Holy Expectation in the Unexpected


 

Psalm 91:1-2  Whoever dwells in the shelter of the Most High will rest in the shadow of the Almighty.  I will say of the Lord, "He is my refuge and my fortress, my God, in whom I trust."

The year end is rapidly approaching, and as we approach the Thanksgiving holiday, I am aware of how quickly time is moving forward.  This past year has been full of moments of unexpected experiences.  We lost Ryan's Mom in early January, and while we knew she was not going to be with us much longer due to a number of health issues, it's just something you can't be fully prepared for.  We had blessed time together gathering family and sweet friends to honor her life and praise God for our time with her, how she left her loving, gracious mark upon all of our lives.  As we stepped into those first few months of the year, the stress and demand of work, and for Ryan finishing out his degree at MSU, it was like a glaring neon sign in our faces that we could not avoid.  We had to push forward and do what was still before us to accomplish.  We have had the joy and gift of new worship ministry with North Point Church and the teams there, new church family, new and so welcome especially as we navigate some very intense life circumstances.  As we approached May/June/July, Ryan finally graduated - hallelujah! - and our oldest daughter Rylee was offered a teaching position, so we were now entering new territory.  However you choose to look at it, Ryan was starting new/starting fresh with a shiny new degree in IT CyberSecurity and we were simultaneously helping Rylee launch into first full time job/first car purchase/first apartment.  A lot of new  in a short amount of time.  
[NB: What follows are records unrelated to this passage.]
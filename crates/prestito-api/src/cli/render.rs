//! One-shot contract generation from CLI flags.
//!
//! Bypasses the conversation but reuses the exact same parsing,
//! computation, and rendering pipeline, so a contract produced here is
//! indistinguishable from one produced through a chat.

use anyhow::Context;
use chrono::Utc;
use console::style;
use prestito_core::contract::{CompletedLoan, build_contract_record};
use prestito_core::{finance, input};
use prestito_render::{ContractAssets, PdfRenderer};
use prestito_types::config::BotConfig;

use std::path::{Path, PathBuf};

#[allow(clippy::too_many_arguments)]
pub async fn run(
    config: &BotConfig,
    name: &str,
    amount: &str,
    term: Option<u32>,
    tan: Option<&str>,
    taeg: Option<&str>,
    output: Option<&Path>,
    quiet: bool,
) -> anyhow::Result<()> {
    let customer_name = name.trim();
    anyhow::ensure!(!customer_name.is_empty(), "customer name must not be empty");

    let principal = input::parse_currency(amount).context("invalid --amount")?;
    let term_months = term.unwrap_or(config.defaults.term_months);
    anyhow::ensure!(term_months >= 1, "--term must be at least one month");

    let nominal_rate = tan
        .map(|raw| input::parse_rate_or_default(raw, config.defaults.nominal_rate))
        .unwrap_or(config.defaults.nominal_rate);
    let apr = taeg
        .map(|raw| input::parse_rate_or_default(raw, config.defaults.apr))
        .unwrap_or(config.defaults.apr);

    let monthly_payment = finance::monthly_payment(principal, term_months, nominal_rate)
        .context("payment computation failed")?;

    let loan = CompletedLoan {
        customer_name: customer_name.to_string(),
        principal,
        term_months,
        nominal_rate,
        apr,
        monthly_payment,
    };
    let record = build_contract_record(&loan, Utc::now().date_naive());

    let renderer = PdfRenderer::new(ContractAssets::load(&config.assets));
    let bytes = renderer
        .render_record(&record)
        .context("document rendering failed")?;

    let path = output
        .map(PathBuf::from)
        .unwrap_or_else(|| PathBuf::from(&record.filename));
    tokio::fs::write(&path, &bytes)
        .await
        .with_context(|| format!("failed to write {}", path.display()))?;

    if !quiet {
        println!(
            "{} {} ({} rate da {})",
            style("Contratto generato:").green().bold(),
            path.display(),
            record.term_months,
            prestito_types::money::format_eur(record.monthly_payment),
        );
    }

    Ok(())
}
Let me just say, for all of you in the arena of life that is parenting adult children: Respect.  There's no handbook for this and from what I am finding out, even looking back at how my parents managed it with me and my brother, it's kind of a fly-by-the-seat-of-your-pants-and-trust-everything-to-God's-hands approach.  My heart is at a whole new level of aching, as we try to advise/guide/support our children and release them into the wide, wild world.  My greatest strength and peace through it, is knowing God made them and they were His before they were entrusted to our care on this earth.  I don't like the realization that once again, I'm not in control.  God's got this, and He's living in and moving in the hearts and lives of my children.  One of the greatest joys I have experienced this year in the midst of so much unexpected, is witnessing our youngest daughter Chloe accept the salvation of Christ and be baptized this summer.  I can't think of a greater experience in my life as a parent than to know all of my children now know the Lord and will experience eternity in heaven with Him one day.   Our family is now sealed in the beautiful covenant of Christ and part of the family of God.  There's just no greater joy I have experienced in my life thus far.  So even as we navigate this new season of parenting adult children, we can cling to that at the absolute worst of moments and it may be the one thing that brings lasting comfort when everything else seems to crumble around us.  
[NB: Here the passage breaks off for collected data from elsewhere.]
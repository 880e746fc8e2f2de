//! Contract record to block list.
//!
//! Fixed document shape: lender letterhead, centered title, an intro line
//! naming the parties, the seven numbered clauses, the place-and-date
//! line, and the two signature blocks (customer first, then the lender's
//! countersigned line).

use prestito_types::contract::ContractRecord;

use crate::blocks::{Block, SignatureBlock};

/// Customer signature line label.
pub const CUSTOMER_SIGNATURE_LABEL: &str = "Firma del Cliente:";
/// Lender signature line label; this line carries the signature image and
/// the stamp when those assets exist.
pub const LENDER_SIGNATURE_LABEL: &str = "Per l'Istituto:";

/// Build the ordered block list for one contract.
pub fn contract_blocks(record: &ContractRecord) -> Vec<Block> {
    let mut blocks = vec![
        Block::Heading(record.lender_name.clone()),
        Block::Paragraph(record.lender_registration.clone()),
        Block::Spacer(18.0),
        Block::Title(record.title.clone()),
        Block::Spacer(14.0),
        Block::Paragraph(format!(
            "Il presente contratto \u{e8} stipulato tra {} e il cliente {}, alle condizioni \
             che seguono.",
            record.lender_name, record.customer_name
        )),
        Block::Spacer(10.0),
    ];

    for clause in &record.clauses {
        blocks.push(Block::Heading(clause.title.clone()));
        blocks.push(Block::Paragraph(clause.body.clone()));
        blocks.push(Block::Spacer(8.0));
    }

    blocks.push(Block::Spacer(16.0));
    blocks.push(Block::Paragraph(format!(
        "Luogo e data: {}",
        record.place_and_date
    )));
    blocks.push(Block::Spacer(22.0));
    blocks.push(Block::Signature(SignatureBlock::plain(
        CUSTOMER_SIGNATURE_LABEL,
    )));
    blocks.push(Block::Spacer(12.0));
    blocks.push(Block::Signature(SignatureBlock::countersigned(
        LENDER_SIGNATURE_LABEL,
    )));

    blocks
}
As Summer transitioned to Fall, doors were closing for Ryan as he ran the "hamster wheel" of job searching.  The frustration and disappointment is real, and motivation wears very thin as you can imagine.  Simultaneously, Rylee is struggling with the transition to new job/new life on her own/new responsibilities.  We press on and encourage her, support her in all we know to do, but ultimately we know this is a season in which we have to be in hands-off-prayers-up mode for our daughter.  We can't do this for her, we have to guide/support her as best we can and re-direct her to Father God, to her mentoring team, and to her therapist.  It is a really hard place to be, nothing easy about this process....and this is just our first.  We still have 3 more children to walk through this with.  God help us.

As we approach mid-November, I am very much aware that what I expected to unfold in the year of 2022 is anything but.  My husband is navigating new uncertainties and the harsh realities of how the world handles you when you try to step into something new despite having a shiny new college degree in hand.  My daughter has experienced the beginning and end of her first job by her own choosing, and the realization through that experience that it was not at all what she hoped and dreamed it would be, and is now finding her way in other career interests, following after God's call upon her heart for something new.  
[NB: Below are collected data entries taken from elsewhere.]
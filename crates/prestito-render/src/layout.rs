//! Block layout: wrapping, pagination, and page decorations.
//!
//! Turns an ordered [`Block`] list into per-page lists of draw commands.
//! Pages are A4 with fixed margins; the logo (when present) is drawn
//! identically on every page, centered horizontally inside the top margin
//! band with its aspect ratio preserved.
//!
//! Text width is estimated from character count. Helvetica averages about
//! half an em per glyph at body sizes, which keeps wrapped lines safely
//! inside the content box without loading font metrics.

use crate::assets::ContractAssets;
use crate::blocks::{Block, SignatureBlock};
use crate::draw::{self, DrawCmd, ImageSlot, PlacedImage};

pub const PAGE_WIDTH: f32 = 595.0;
pub const PAGE_HEIGHT: f32 = 842.0;
pub const MARGIN: f32 = 72.0;
pub const CONTENT_WIDTH: f32 = PAGE_WIDTH - 2.0 * MARGIN;

pub const TITLE_SIZE: f32 = 16.0;
pub const HEADING_SIZE: f32 = 11.0;
pub const BODY_SIZE: f32 = 10.0;

const LINE_FACTOR: f32 = 1.45;
const CHAR_WIDTH_RATIO: f32 = 0.5;

/// Target logo height inside the top margin band.
const LOGO_HEIGHT: f32 = 36.0;
/// Target height for the signature image on the lender line.
const SIGNATURE_IMAGE_HEIGHT: f32 = 28.0;
/// Target height for the stamp icon.
const STAMP_HEIGHT: f32 = 24.0;
/// Total vertical room reserved for a signature block.
const SIGNATURE_BLOCK_HEIGHT: f32 = 42.0;

/// One laid-out page: draw commands in paint order.
#[derive(Debug, Clone, PartialEq)]
pub struct Page {
    pub commands: Vec<DrawCmd>,
}

/// Estimated width of `text` at `size` points.
pub fn estimate_width(text: &str, size: f32) -> f32 {
    text.chars().count() as f32 * size * CHAR_WIDTH_RATIO
}

/// Greedy word wrap against an estimated width limit.
///
/// A single word wider than `max_width` gets its own (overflowing) line
/// rather than being split mid-word.
pub fn wrap_text(text: &str, size: f32, max_width: f32) -> Vec<String> {
    let mut lines = Vec::new();
    let mut current = String::new();

    for word in text.split_whitespace() {
        let candidate = if current.is_empty() {
            word.to_string()
        } else {
            format!("{current} {word}")
        };
        if !current.is_empty() && estimate_width(&candidate, size) > max_width {
            lines.push(current);
            current = word.to_string();
        } else {
            current = candidate;
        }
    }
    if !current.is_empty() {
        lines.push(current);
    }
    lines
}

/// Lay out blocks into pages.
pub fn paginate(blocks: &[Block], assets: &ContractAssets, stamp_y_offset: f32) -> Vec<Page> {
    let mut paginator = Paginator::new(assets, stamp_y_offset);
    for block in blocks {
        paginator.push(block);
    }
    paginator.finish()
}

struct Paginator<'a> {
    assets: &'a ContractAssets,
    stamp_y_offset: f32,
    pages: Vec<Page>,
    current: Vec<DrawCmd>,
    cursor: f32,
    page_has_content: bool,
}

impl<'a> Paginator<'a> {
    fn new(assets: &'a ContractAssets, stamp_y_offset: f32) -> Self {
        let mut paginator = Self {
            assets,
            stamp_y_offset,
            pages: Vec::new(),
            current: Vec::new(),
            cursor: PAGE_HEIGHT - MARGIN,
            page_has_content: false,
        };
        paginator.start_page();
        paginator
    }

    fn start_page(&mut self) {
        self.current = page_decorations(self.assets);
        self.cursor = PAGE_HEIGHT - MARGIN;
        self.page_has_content = false;
    }

    fn break_page(&mut self) {
        let commands = std::mem::take(&mut self.current);
        self.pages.push(Page { commands });
        self.start_page();
    }

    /// Break the page if `needed` points of height no longer fit.
    ///
    /// Never breaks an empty page: an element taller than the content box
    /// is emitted anyway rather than looping forever.
    fn ensure_room(&mut self, needed: f32) {
        if self.page_has_content && self.cursor - needed < MARGIN {
            self.break_page();
        }
    }

    fn emit_line(&mut self, text: &str, size: f32, bold: bool, x: f32) {
        let line_height = size * LINE_FACTOR;
        self.ensure_room(line_height);
        self.cursor -= size;
        self.current.push(DrawCmd::Text {
            x,
            y: self.cursor,
            size,
            bold,
            text: text.to_string(),
        });
        self.cursor -= line_height - size;
        self.page_has_content = true;
    }

    fn push(&mut self, block: &Block) {
        match block {
            Block::Title(text) => {
                for line in wrap_text(text, TITLE_SIZE, CONTENT_WIDTH) {
                    let width = estimate_width(&line, TITLE_SIZE);
                    let x = (MARGIN + (CONTENT_WIDTH - width) / 2.0).max(MARGIN);
                    self.emit_line(&line, TITLE_SIZE, true, x);
                }
            }
            Block::Heading(text) => {
                for line in wrap_text(text, HEADING_SIZE, CONTENT_WIDTH) {
                    self.emit_line(&line, HEADING_SIZE, true, MARGIN);
                }
            }
            Block::Paragraph(text) => {
                for line in wrap_text(text, BODY_SIZE, CONTENT_WIDTH) {
                    self.emit_line(&line, BODY_SIZE, false, MARGIN);
                }
            }
            Block::Spacer(gap) => {
                if self.page_has_content && self.cursor - gap < MARGIN {
                    self.break_page();
                } else {
                    self.cursor -= gap;
                }
            }
            Block::Signature(block) => self.push_signature(block),
        }
    }

    fn push_signature(&mut self, block: &SignatureBlock) {
        self.ensure_room(SIGNATURE_BLOCK_HEIGHT);
        self.cursor -= BODY_SIZE;

        let signature = if block.with_signature {
            self.assets.signature.as_ref().map(|asset| {
                let (width, height) = asset.scaled_to_height(SIGNATURE_IMAGE_HEIGHT);
                PlacedImage {
                    slot: ImageSlot::Signature,
                    width,
                    height,
                }
            })
        } else {
            None
        };
        let stamp = if block.with_stamp {
            self.assets.stamp.as_ref().map(|asset| {
                let (width, height) = asset.scaled_to_height(STAMP_HEIGHT);
                PlacedImage {
                    slot: ImageSlot::Stamp,
                    width,
                    height,
                }
            })
        } else {
            None
        };

        let label_width = estimate_width(&block.label, BODY_SIZE);
        self.current.extend(draw::signature_commands(
            &block.label,
            MARGIN,
            self.cursor,
            CONTENT_WIDTH,
            label_width,
            BODY_SIZE,
            signature,
            stamp,
            self.stamp_y_offset,
        ));

        self.cursor -= SIGNATURE_BLOCK_HEIGHT - BODY_SIZE;
        self.page_has_content = true;
    }

    fn finish(mut self) -> Vec<Page> {
        if self.page_has_content || self.pages.is_empty() {
            let commands = std::mem::take(&mut self.current);
            self.pages.push(Page { commands });
        }
        self.pages
    }
}

/// Per-page decorations: the logo, centered horizontally in the top
/// margin band, aspect preserved, clamped to the content width.
fn page_decorations(assets: &ContractAssets) -> Vec<DrawCmd> {
    let Some(logo) = assets.logo.as_ref() else {
        return Vec::new();
    };

    let (mut width, mut height) = logo.scaled_to_height(LOGO_HEIGHT);
    if width > CONTENT_WIDTH {
        (width, height) = logo.scaled_to_width(CONTENT_WIDTH);
    }

    vec![DrawCmd::Image {
        slot: ImageSlot::Logo,
        x: (PAGE_WIDTH - width) / 2.0,
        y: PAGE_HEIGHT - MARGIN + (MARGIN - height) / 2.0,
        width,
        height,
    }]
}

#[cfg(test)]
mod tests {
    use super::*;
    use crate::assets::ImageAsset;
    use image::RgbImage;

    fn assets_with_logo(width: u32, height: u32) -> ContractAssets {
        ContractAssets {
            logo: Some(ImageAsset::from_rgb(RgbImage::new(width, height))),
            signature: None,
            stamp: None,
        }
    }

    #[test]
    fn test_wrap_text_respects_width() {
        let text = "una frase abbastanza lunga da dover andare a capo almeno una volta";
        let lines = wrap_text(text, BODY_SIZE, 120.0);
        assert!(lines.len() > 1);
        for line in &lines {
            assert!(estimate_width(line, BODY_SIZE) <= 120.0, "line too wide: {line}");
        }
        // No words lost or reordered
        assert_eq!(lines.join(" "), text);
    }

    #[test]
    fn test_wrap_text_single_long_word_overflows() {
        let lines = wrap_text("parolunga", BODY_SIZE, 10.0);
        assert_eq!(lines, vec!["parolunga".to_string()]);
    }

    #[test]
    fn test_wrap_text_empty() {
        assert!(wrap_text("   ", BODY_SIZE, 100.0).is_empty());
    }

    #[test]
    fn test_single_paragraph_single_page() {
        let blocks = vec![Block::Paragraph("Breve.".to_string())];
        let pages = paginate(&blocks, &ContractAssets::none(), 0.0);
        assert_eq!(pages.len(), 1);
        assert_eq!(pages[0].commands.len(), 1);
    }

    #[test]
    fn test_many_paragraphs_break_pages() {
        let paragraph = "Riga di testo che occupa spazio verticale nel documento.";
        let blocks: Vec<Block> = (0..120)
            .map(|_| Block::Paragraph(paragraph.to_string()))
            .collect();
        let pages = paginate(&blocks, &ContractAssets::none(), 0.0);
        assert!(pages.len() > 1, "expected a page break, got {}", pages.len());

        // Nothing may be painted below the bottom margin.
        for page in &pages {
            for cmd in &page.commands {
                if let DrawCmd::Text { y, .. } = cmd {
                    assert!(*y >= MARGIN - f32::EPSILON);
                }
            }
        }
    }

    #[test]
    fn test_logo_repeats_on_every_page() {
        let assets = assets_with_logo(200, 50);
        let paragraph = "Riga di testo che occupa spazio verticale nel documento.";
        let blocks: Vec<Block> = (0..120)
            .map(|_| Block::Paragraph(paragraph.to_string()))
            .collect();
        let pages = paginate(&blocks, &assets, 0.0);
        assert!(pages.len() > 1);

        let mut first_logo: Option<DrawCmd> = None;
        for page in &pages {
            let logo = page
                .commands
                .iter()
                .find(|c| matches!(c, DrawCmd::Image { slot: ImageSlot::Logo, .. }))
                .expect("logo missing from a page");
            match first_logo.as_ref() {
                None => first_logo = Some(logo.clone()),
                Some(first) => assert_eq!(logo, first, "logo placement differs between pages"),
            }
        }
    }

    #[test]
    fn test_logo_in_top_band_and_aspect_preserved() {
        let assets = assets_with_logo(200, 50);
        let pages = paginate(&[Block::Paragraph("x".to_string())], &assets, 0.0);

        match &pages[0].commands[0] {
            DrawCmd::Image { x, y, width, height, .. } => {
                // 200x50 at height 36 -> width 144
                assert_eq!(*height, 36.0);
                assert_eq!(*width, 144.0);
                // Centered: (595 - 144) / 2
                assert_eq!(*x, (PAGE_WIDTH - 144.0) / 2.0);
                // Inside the top margin band
                assert!(*y >= PAGE_HEIGHT - MARGIN);
                assert!(*y + *height <= PAGE_HEIGHT);
            }
            other => panic!("expected the logo image first, got {other:?}"),
        }
    }

    #[test]
    fn test_wide_logo_clamped_to_content_width() {
        // 2000x100 at height 36 would be 720pt wide; must clamp.
        let assets = assets_with_logo(2000, 100);
        let pages = paginate(&[Block::Paragraph("x".to_string())], &assets, 0.0);
        match &pages[0].commands[0] {
            DrawCmd::Image { width, .. } => assert_eq!(*width, CONTENT_WIDTH),
            other => panic!("expected the logo image first, got {other:?}"),
        }
    }

    #[test]
    fn test_spacer_near_bottom_breaks_page() {
        let blocks = vec![
            Block::Paragraph("Testo.".to_string()),
            Block::Spacer(10_000.0),
            Block::Paragraph("Dopo.".to_string()),
        ];
        let pages = paginate(&blocks, &ContractAssets::none(), 0.0);
        assert_eq!(pages.len(), 2);
    }

    #[test]
    fn test_title_is_centered_and_bold() {
        let pages = paginate(
            &[Block::Title("Contratto".to_string())],
            &ContractAssets::none(),
            0.0,
        );
        match &pages[0].commands[0] {
            DrawCmd::Text { x, bold, size, .. } => {
                assert!(*bold);
                assert_eq!(*size, TITLE_SIZE);
                assert!(*x > MARGIN);
            }
            other => panic!("expected text, got {other:?}"),
        }
    }

    #[test]
    fn test_signature_block_emits_label_and_line() {
        let blocks = vec![Block::Signature(SignatureBlock::plain("Firma del Cliente"))];
        let pages = paginate(&blocks, &ContractAssets::none(), 0.0);
        let cmds = &pages[0].commands;
        assert!(matches!(cmds[0], DrawCmd::Text { bold: true, .. }));
        assert!(matches!(cmds[1], DrawCmd::Line { .. }));
    }

    #[test]
    fn test_signature_images_skipped_without_assets() {
        // Even when the block requests both decorations, absent assets
        // mean no image commands.
        let blocks = vec![Block::Signature(SignatureBlock::countersigned(
            "Per l'Istituto",
        ))];
        let pages = paginate(&blocks, &ContractAssets::none(), 0.0);
        assert!(
            !pages[0]
                .commands
                .iter()
                .any(|c| matches!(c, DrawCmd::Image { .. }))
        );
    }
}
As I was navigating some reading online this morning, I came upon the scripture in Psalm 91, and it was timely.  I know it and I believe it, but the visual is an immediate peace for me to know again, deep in my soul, that God is my refuge and I can trust Him.  There's a lot we experience in this life, and everything it throws our way has the potential to shift our focus in a negative direction.  We need to consistently adopt a perspective of holy expectation in the unexpected.  When we are shaken, heartbroken, disappointed and discouraged, we need to run to the refuge of our Father God that is always there.  He will hold us fast, His faithfulness is unwaivering, He is with us and for us.   Thank you God for being Who you are, and for holding me steady when so much I am experiencing in this life is unsteady.  Thank you God!